_Your task:_ Pull out every line below holding the word "exited".

[Collection entries]
========================

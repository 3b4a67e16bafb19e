//! Terminal tools: one-shot shell commands and background processes.
//!
//! Every command passes the safety gate before a subprocess is spawned.
//! Foreground commands are killed at their timeout; background processes
//! are never implicitly killed; the model stops them through
//! `background_kill`.

use std::collections::HashMap;
use std::process::Stdio;
use std::sync::atomic::{AtomicU64, Ordering};
use std::sync::Arc;
use std::time::Instant;

use async_trait::async_trait;
use tokio::io::{AsyncBufReadExt, BufReader};
use tokio::sync::Mutex;

use meridian_safety::CommandGate;

use super::{optional_u64, required_str, Tool, ToolDeps, ToolError, ToolRegistry};

/// Default and ceiling for foreground timeouts (seconds).
const DEFAULT_TIMEOUT_SECS: u64 = 30;
const MAX_TIMEOUT_SECS: u64 = 600;

/// Maximum concurrent background processes.
const MAX_BACKGROUND: usize = 10;

/// Rolling output buffer per background session (lines).
const OUTPUT_BUFFER_LINES: usize = 5000;

pub fn register(registry: &mut ToolRegistry, deps: &ToolDeps) {
    let sessions = Arc::new(BackgroundSessions::default());
    registry.register(Box::new(RunCommandTool {
        gate: deps.gate.clone(),
    }));
    registry.register(Box::new(RunBackgroundTool {
        gate: deps.gate.clone(),
        sessions: sessions.clone(),
    }));
    registry.register(Box::new(BackgroundOutputTool {
        sessions: sessions.clone(),
    }));
    registry.register(Box::new(BackgroundKillTool {
        sessions: sessions.clone(),
    }));
    registry.register(Box::new(BackgroundListTool { sessions }));
}

struct RunCommandTool {
    gate: CommandGate,
}

#[async_trait]
impl Tool for RunCommandTool {
    fn name(&self) -> &str {
        "run_command"
    }

    fn description(&self) -> &str {
        "Execute a shell command and return stdout, stderr, and the exit \
         code. Destructive commands require confirmation and are blocked \
         otherwise. Default timeout 30 seconds."
    }

    fn parameters(&self) -> serde_json::Value {
        serde_json::json!({
            "type": "object",
            "properties": {
                "command": { "type": "string", "description": "Shell command to run via sh -c." },
                "timeout": { "type": "integer", "description": "Timeout in seconds (default 30, max 600)." }
            },
            "required": ["command"]
        })
    }

    async fn execute(&self, args: serde_json::Value) -> Result<String, ToolError> {
        let command = required_str(&args, "command")?;
        if let Err(blocked) = self.gate.authorize(command) {
            return Ok(blocked);
        }

        let timeout_secs = optional_u64(&args, "timeout")
            .unwrap_or(DEFAULT_TIMEOUT_SECS)
            .min(MAX_TIMEOUT_SECS);

        let child = tokio::process::Command::new("sh")
            .arg("-c")
            .arg(command)
            .stdout(Stdio::piped())
            .stderr(Stdio::piped())
            .stdin(Stdio::null())
            .kill_on_drop(true)
            .spawn()
            .map_err(|e| ToolError::new("SpawnError", e.to_string()))?;

        let waited = tokio::time::timeout(
            std::time::Duration::from_secs(timeout_secs),
            child.wait_with_output(),
        )
        .await;

        let output = match waited {
            Ok(result) => result.map_err(|e| ToolError::io(&e))?,
            Err(_) => {
                return Ok(format!(
                    "Error: command timed out after {timeout_secs}s and was terminated."
                ));
            }
        };

        let mut text = String::new();
        let stdout = String::from_utf8_lossy(&output.stdout);
        let stderr = String::from_utf8_lossy(&output.stderr);
        if !stdout.is_empty() {
            text.push_str(&stdout);
        }
        if !stderr.is_empty() {
            if !text.is_empty() {
                text.push('\n');
            }
            text.push_str("[stderr]\n");
            text.push_str(&stderr);
        }
        let code = output.status.code().unwrap_or(-1);
        if code != 0 {
            text.push_str(&format!("\n[exit code: {code}]"));
        }
        if text.is_empty() {
            text = "(no output)".to_string();
        }
        Ok(text)
    }
}

/// A background shell process with a rolling captured-output buffer.
struct BackgroundSession {
    command: String,
    started: Instant,
    child: Arc<Mutex<tokio::process::Child>>,
    output: Arc<std::sync::Mutex<Vec<String>>>,
}

impl BackgroundSession {
    async fn alive(&self) -> bool {
        self.child.lock().await.try_wait().ok().flatten().is_none()
    }

    fn tail(&self, last_n: usize) -> String {
        let lines = self.output.lock().unwrap_or_else(|p| p.into_inner());
        let start = lines.len().saturating_sub(last_n);
        lines[start..].join("\n")
    }
}

#[derive(Default)]
struct BackgroundSessions {
    counter: AtomicU64,
    map: Mutex<HashMap<String, Arc<BackgroundSession>>>,
}

impl BackgroundSessions {
    async fn alive_count(&self) -> usize {
        let map = self.map.lock().await;
        let mut count = 0;
        for session in map.values() {
            if session.alive().await {
                count += 1;
            }
        }
        count
    }
}

fn spawn_reader(
    stream: impl tokio::io::AsyncRead + Unpin + Send + 'static,
    prefix: &'static str,
    output: Arc<std::sync::Mutex<Vec<String>>>,
) {
    tokio::spawn(async move {
        let mut lines = BufReader::new(stream).lines();
        while let Ok(Some(line)) = lines.next_line().await {
            let mut buf = output.lock().unwrap_or_else(|p| p.into_inner());
            if buf.len() >= OUTPUT_BUFFER_LINES {
                buf.remove(0);
            }
            buf.push(format!("{prefix}{line}"));
        }
    });
}

struct RunBackgroundTool {
    gate: CommandGate,
    sessions: Arc<BackgroundSessions>,
}

#[async_trait]
impl Tool for RunBackgroundTool {
    fn name(&self) -> &str {
        "run_background"
    }

    fn description(&self) -> &str {
        "Start a long-running shell command in the background (dev servers, \
         watchers). Returns a session id for checking output or killing the \
         process later."
    }

    fn parameters(&self) -> serde_json::Value {
        serde_json::json!({
            "type": "object",
            "properties": {
                "command": { "type": "string", "description": "Shell command to run via sh -c." }
            },
            "required": ["command"]
        })
    }

    async fn execute(&self, args: serde_json::Value) -> Result<String, ToolError> {
        let command = required_str(&args, "command")?;
        if let Err(blocked) = self.gate.authorize(command) {
            return Ok(blocked);
        }

        if self.sessions.alive_count().await >= MAX_BACKGROUND {
            return Ok(format!(
                "Error: maximum of {MAX_BACKGROUND} background processes reached. Kill one first."
            ));
        }

        let mut child = tokio::process::Command::new("sh")
            .arg("-c")
            .arg(command)
            .stdout(Stdio::piped())
            .stderr(Stdio::piped())
            .stdin(Stdio::null())
            .spawn()
            .map_err(|e| ToolError::new("SpawnError", e.to_string()))?;

        let output = Arc::new(std::sync::Mutex::new(Vec::new()));
        if let Some(stdout) = child.stdout.take() {
            spawn_reader(stdout, "", output.clone());
        }
        if let Some(stderr) = child.stderr.take() {
            spawn_reader(stderr, "[stderr] ", output.clone());
        }

        let sid = format!("bg-{}", self.sessions.counter.fetch_add(1, Ordering::SeqCst) + 1);
        let session = Arc::new(BackgroundSession {
            command: command.to_string(),
            started: Instant::now(),
            child: Arc::new(Mutex::new(child)),
            output,
        });
        self.sessions.map.lock().await.insert(sid.clone(), session);

        Ok(format!("Started background process {sid}: {command}"))
    }
}

struct BackgroundOutputTool {
    sessions: Arc<BackgroundSessions>,
}

#[async_trait]
impl Tool for BackgroundOutputTool {
    fn name(&self) -> &str {
        "background_output"
    }

    fn description(&self) -> &str {
        "Get recent output from a background process by session id."
    }

    fn parameters(&self) -> serde_json::Value {
        serde_json::json!({
            "type": "object",
            "properties": {
                "session_id": { "type": "string", "description": "Session id returned by run_background." },
                "lines": { "type": "integer", "description": "How many trailing lines (default 100)." }
            },
            "required": ["session_id"]
        })
    }

    async fn execute(&self, args: serde_json::Value) -> Result<String, ToolError> {
        let sid = required_str(&args, "session_id")?;
        let last_n = optional_u64(&args, "lines").unwrap_or(100) as usize;

        let map = self.sessions.map.lock().await;
        let Some(session) = map.get(sid) else {
            return Ok(format!("Error: no background session '{sid}'."));
        };

        let status = if session.alive().await {
            "running".to_string()
        } else {
            let code = session
                .child
                .lock()
                .await
                .try_wait()
                .ok()
                .flatten()
                .and_then(|s| s.code())
                .unwrap_or(-1);
            format!("exited ({code})")
        };

        let tail = session.tail(last_n);
        let shown = if tail.is_empty() {
            "(no output yet)"
        } else {
            tail.as_str()
        };
        Ok(format!(
            "[{sid}] {} — {status}, {}s elapsed\n{shown}",
            session.command,
            session.started.elapsed().as_secs(),
        ))
    }
}

struct BackgroundKillTool {
    sessions: Arc<BackgroundSessions>,
}

#[async_trait]
impl Tool for BackgroundKillTool {
    fn name(&self) -> &str {
        "background_kill"
    }

    fn description(&self) -> &str {
        "Terminate a background process by session id."
    }

    fn parameters(&self) -> serde_json::Value {
        serde_json::json!({
            "type": "object",
            "properties": {
                "session_id": { "type": "string", "description": "Session id returned by run_background." }
            },
            "required": ["session_id"]
        })
    }

    async fn execute(&self, args: serde_json::Value) -> Result<String, ToolError> {
        let sid = required_str(&args, "session_id")?;
        let mut map = self.sessions.map.lock().await;
        let Some(session) = map.remove(sid) else {
            return Ok(format!("Error: no background session '{sid}'."));
        };
        let _ = session.child.lock().await.start_kill();
        Ok(format!("Killed background process {sid}."))
    }
}

struct BackgroundListTool {
    sessions: Arc<BackgroundSessions>,
}

#[async_trait]
impl Tool for BackgroundListTool {
    fn name(&self) -> &str {
        "background_list"
    }

    fn description(&self) -> &str {
        "List background processes with their status and elapsed time."
    }

    fn parameters(&self) -> serde_json::Value {
        serde_json::json!({"type": "object", "properties": {}, "required": []})
    }

    async fn execute(&self, _args: serde_json::Value) -> Result<String, ToolError> {
        let map = self.sessions.map.lock().await;
        if map.is_empty() {
            return Ok("No background processes.".to_string());
        }
        let mut lines = Vec::new();
        for (sid, session) in map.iter() {
            let status = if session.alive().await { "running" } else { "exited" };
            lines.push(format!(
                "{sid} [{status}] {}s — {}",
                session.started.elapsed().as_secs(),
                session.command
            ));
        }
        lines.sort();
        Ok(lines.join("\n"))
    }
}

#[cfg(test)]
mod tests {
    use super::*;
    use crate::test_support::tool_deps;

    #[tokio::test]
    async fn run_command_captures_output() {
        let (deps, _dir) = tool_deps();
        let mut reg = ToolRegistry::new();
        register(&mut reg, &deps);

        let out = reg
            .dispatch("run_command", serde_json::json!({"command": "echo hello"}))
            .await;
        assert_eq!(out.trim(), "hello");
    }

    #[tokio::test]
    async fn run_command_reports_exit_code() {
        let (deps, _dir) = tool_deps();
        let mut reg = ToolRegistry::new();
        register(&mut reg, &deps);

        let out = reg
            .dispatch("run_command", serde_json::json!({"command": "exit 3"}))
            .await;
        assert!(out.contains("[exit code: 3]"));
    }

    #[tokio::test]
    async fn dangerous_command_is_blocked_without_callback() {
        let (deps, _dir) = tool_deps();
        let mut reg = ToolRegistry::new();
        register(&mut reg, &deps);

        let out = reg
            .dispatch(
                "run_command",
                serde_json::json!({"command": "rm${IFS}-rf /tmp/victim"}),
            )
            .await;
        assert!(out.starts_with("Blocked:"), "got: {out}");
    }

    #[tokio::test]
    async fn foreground_timeout_terminates() {
        let (deps, _dir) = tool_deps();
        let mut reg = ToolRegistry::new();
        register(&mut reg, &deps);

        let out = reg
            .dispatch(
                "run_command",
                serde_json::json!({"command": "sleep 5", "timeout": 1}),
            )
            .await;
        assert!(out.contains("timed out"));
    }

    #[tokio::test]
    async fn background_session_lifecycle() {
        let (deps, _dir) = tool_deps();
        let mut reg = ToolRegistry::new();
        register(&mut reg, &deps);

        let started = reg
            .dispatch(
                "run_background",
                serde_json::json!({"command": "echo bg-line && sleep 30"}),
            )
            .await;
        assert!(started.contains("bg-1"), "got: {started}");

        tokio::time::sleep(std::time::Duration::from_millis(300)).await;

        let output = reg
            .dispatch(
                "background_output",
                serde_json::json!({"session_id": "bg-1"}),
            )
            .await;
        assert!(output.contains("bg-line"), "got: {output}");

        let listed = reg
            .dispatch("background_list", serde_json::json!({}))
            .await;
        assert!(listed.contains("bg-1"));

        let killed = reg
            .dispatch("background_kill", serde_json::json!({"session_id": "bg-1"}))
            .await;
        assert!(killed.contains("Killed"));

        let missing = reg
            .dispatch(
                "background_output",
                serde_json::json!({"session_id": "bg-1"}),
            )
            .await;
        assert!(missing.contains("no background session"));
    }
}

========================

_Result of this exercise:_
            format!("exited ({code})")
            let status = if session.alive().await { "running" } else { "exited" };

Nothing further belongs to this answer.